Clinical hematology international. 2019;1(2):101-104
Abstract
Varicella zoster virus (VZV) reactivation after autologous hematopoietic cell transplantation (auto-HCT) may be observed in a quarter of patients. Currently, prophylactic use of acyclovir 800 mg twice daily or valacyclovir 500 mg twice daily is recommended for prophylaxis against VZV reactivation for at least one-year post-HCT, with continued use recommended in immunosuppressed recipients. Acyclovir dosing regimens vary between institutions despite the noted recommendations.
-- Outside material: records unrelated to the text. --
// Copyright 2026 Johann Kempter
//
// Licensed under the Apache License, Version 2.0 (the "License");
// you may not use this file except in compliance with the License.
// You may obtain a copy of the License at
//
//     http://www.apache.org/licenses/LICENSE-2.0
//
// Unless required by applicable law or agreed to in writing, software
// distributed under the License is distributed on an "AS IS" BASIS,
// WITHOUT WARRANTIES OR CONDITIONS OF ANY KIND, either express or implied.
// See the License for the specific language governing permissions and
// limitations under the License.
//
// SPDX-License-Identifier: Apache-2.0

//! Dominator tree construction and queries.
//!
//! Uses the iterative reverse-postorder algorithm of Cooper, Harvey and
//! Kennedy. Decompiled procedures rarely exceed a few hundred blocks, where
//! the iterative scheme beats the asymptotically better alternatives and the
//! implementation stays small.

use crate::{cfg::Cfg, ir::BlockId};

/// Immediate-dominator array over a procedure's blocks.
///
/// Block `a` dominates block `b` when every path from the entry to `b` passes
/// through `a`. The entry's recorded immediate dominator is itself; unreachable
/// blocks have none and dominate nothing.
#[derive(Debug, Clone, PartialEq, Eq)]
pub struct DominatorTree {
    entry: BlockId,
    idom: Vec<Option<BlockId>>,
}

impl DominatorTree {
    /// Computes the dominator tree of `cfg`.
    #[must_use]
    pub fn compute(cfg: &Cfg) -> Self {
        let count = cfg.block_count();
        let postorder = cfg.postorder();
        let mut po_number = vec![usize::MAX; count];
        for (number, block) in postorder.iter().enumerate() {
            po_number[block.index()] = number;
        }

        let mut idom: Vec<Option<BlockId>> = vec![None; count];
        if cfg.entry().index() < count {
            idom[cfg.entry().index()] = Some(cfg.entry());
        }

        let mut changed = true;
        while changed {
            changed = false;
            for &block in postorder.iter().rev() {
                if block == cfg.entry() {
                    continue;
                }
                let mut new_idom: Option<BlockId> = None;
                for &pred in cfg.predecessors(block) {
                    if idom.get(pred.index()).copied().flatten().is_none() {
                        continue;
                    }
                    new_idom = Some(match new_idom {
                        None => pred,
                        Some(current) => Self::intersect(&idom, &po_number, pred, current),
                    });
                }
                if new_idom.is_some() && new_idom != idom[block.index()] {
                    idom[block.index()] = new_idom;
                    changed = true;
                }
            }
        }

        Self {
            entry: cfg.entry(),
            idom,
        }
    }

    fn intersect(
        idom: &[Option<BlockId>],
        po_number: &[usize],
        mut a: BlockId,
        mut b: BlockId,
    ) -> BlockId {
        while a != b {
            while po_number[a.index()] < po_number[b.index()] {
                match idom[a.index()] {
                    Some(parent) => a = parent,
                    None => return b,
                }
            }
            while po_number[b.index()] < po_number[a.index()] {
                match idom[b.index()] {
                    Some(parent) => b = parent,
                    None => return a,
                }
            }
        }
        a
    }

    /// The entry block the tree is rooted at.
    #[must_use]
    pub const fn entry(&self) -> BlockId {
        self.entry
    }

    /// The immediate dominator of `block`, or `None` for the entry and for
    /// unreachable blocks.
    #[must_use]
    pub fn immediate_dominator(&self, block: BlockId) -> Option<BlockId> {
        let parent = self.idom.get(block.index()).copied().flatten()?;
        if parent == block {
            None
        } else {
            Some(parent)
        }
    }

    /// Whether `block` is reachable from the entry.
    #[must_use]
    pub fn is_reachable(&self, block: BlockId) -> bool {
        self.idom.get(block.index()).copied().flatten().is_some()
    }

    /// Whether `a` dominates `b` (reflexively).
    #[must_use]
    pub fn dominates(&self, a: BlockId, b: BlockId) -> bool {
        if !self.is_reachable(b) {
            return false;
        }
        let mut current = b;
        loop {
            if current == a {
                return true;
            }
            let Some(parent) = self.idom.get(current.index()).copied().flatten() else {
                return false;
            };
            if parent == current {
                return false;
            }
            current = parent;
        }
    }

    /// Whether `a` dominates `b` and `a != b`.
    #[must_use]
    pub fn strictly_dominates(&self, a: BlockId, b: BlockId) -> bool {
        a != b && self.dominates(a, b)
    }
}

#[cfg(test)]
mod tests {
    use super::*;

    fn b(index: usize) -> BlockId {
        BlockId::new(index)
    }

    #[test]
    fn linear_chain() {
        let mut cfg = Cfg::new(3, b(0));
        cfg.add_edge(b(0), b(1));
        cfg.add_edge(b(1), b(2));
        let doms = DominatorTree::compute(&cfg);
        assert_eq!(doms.immediate_dominator(b(0)), None);
        assert_eq!(doms.immediate_dominator(b(1)), Some(b(0)));
        assert_eq!(doms.immediate_dominator(b(2)), Some(b(1)));
        assert!(doms.dominates(b(0), b(2)));
        assert!(doms.strictly_dominates(b(0), b(2)));
        assert!(!doms.strictly_dominates(b(2), b(2)));
    }

    #[test]
    fn diamond_joins_at_the_fork() {
        let mut cfg = Cfg::new(4, b(0));
        cfg.add_edge(b(0), b(1));
        cfg.add_edge(b(0), b(2));
        cfg.add_edge(b(1), b(3));
        cfg.add_edge(b(2), b(3));
        let doms = DominatorTree::compute(&cfg);
        assert_eq!(doms.immediate_dominator(b(3)), Some(b(0)));
        assert!(!doms.dominates(b(1), b(3)));
        assert!(!doms.dominates(b(2), b(3)));
        assert!(doms.dominates(b(0), b(3)));
    }

    #[test]
    fn loop_header_dominates_the_body() {
        // b0 -> b1 <-> b2, b1 -> b3
        let mut cfg = Cfg::new(4, b(0));
        cfg.add_edge(b(0), b(1));
        cfg.add_edge(b(1), b(2));
        cfg.add_edge(b(2), b(1));
        cfg.add_edge(b(1), b(3));
        let doms = DominatorTree::compute(&cfg);
        assert_eq!(doms.immediate_dominator(b(2)), Some(b(1)));
        assert_eq!(doms.immediate_dominator(b(3)), Some(b(1)));
        assert!(doms.dominates(b(1), b(2)));
        assert!(!doms.dominates(b(2), b(3)));
    }

    #[test]
    fn unreachable_blocks_dominate_nothing() {
        let mut cfg = Cfg::new(3, b(0));
        cfg.add_edge(b(0), b(1));
        let doms = DominatorTree::compute(&cfg);
        assert!(!doms.is_reachable(b(2)));
        assert!(!doms.dominates(b(2), b(1)));
        assert!(!doms.dominates(b(0), b(2)));
        assert_eq!(doms.immediate_dominator(b(2)), None);
    }
}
In this single-center, retrospective study, recipients of auto-HCT who received at least one year of low-dose antiviral prophylaxis defined as the equivalent of acyclovir 400 mg orally twice daily or valacyclovir 500 mg daily were included. The primary objective of this study was to assess the incidence of VZV reactivation with low-dose acyclovir/valacyclovir prophylaxis in autograft recipients. One hundred and eighty patients undergoing auto-HCT between April 2008 and March 2015 were included. Patients received low-dose acyclovir, for a median duration of 55.5 months (range 12-100). There were no occurrences of VZV reactivation while patients were on these drugs. However, 2 patients (1.1%) had VZV reactivation after discontinuation of therapy, occurring 18.8 and 14 months from transplant and 6.7 and 2 months after stopping prophylaxis, respectively. Our retrospective analysis found low-dose antiviral prophylaxis with oral acyclovir 400 mg twice daily or valacyclovir 500 mg daily to be effective in preventing VZV reactivation in auto-HCT recipients.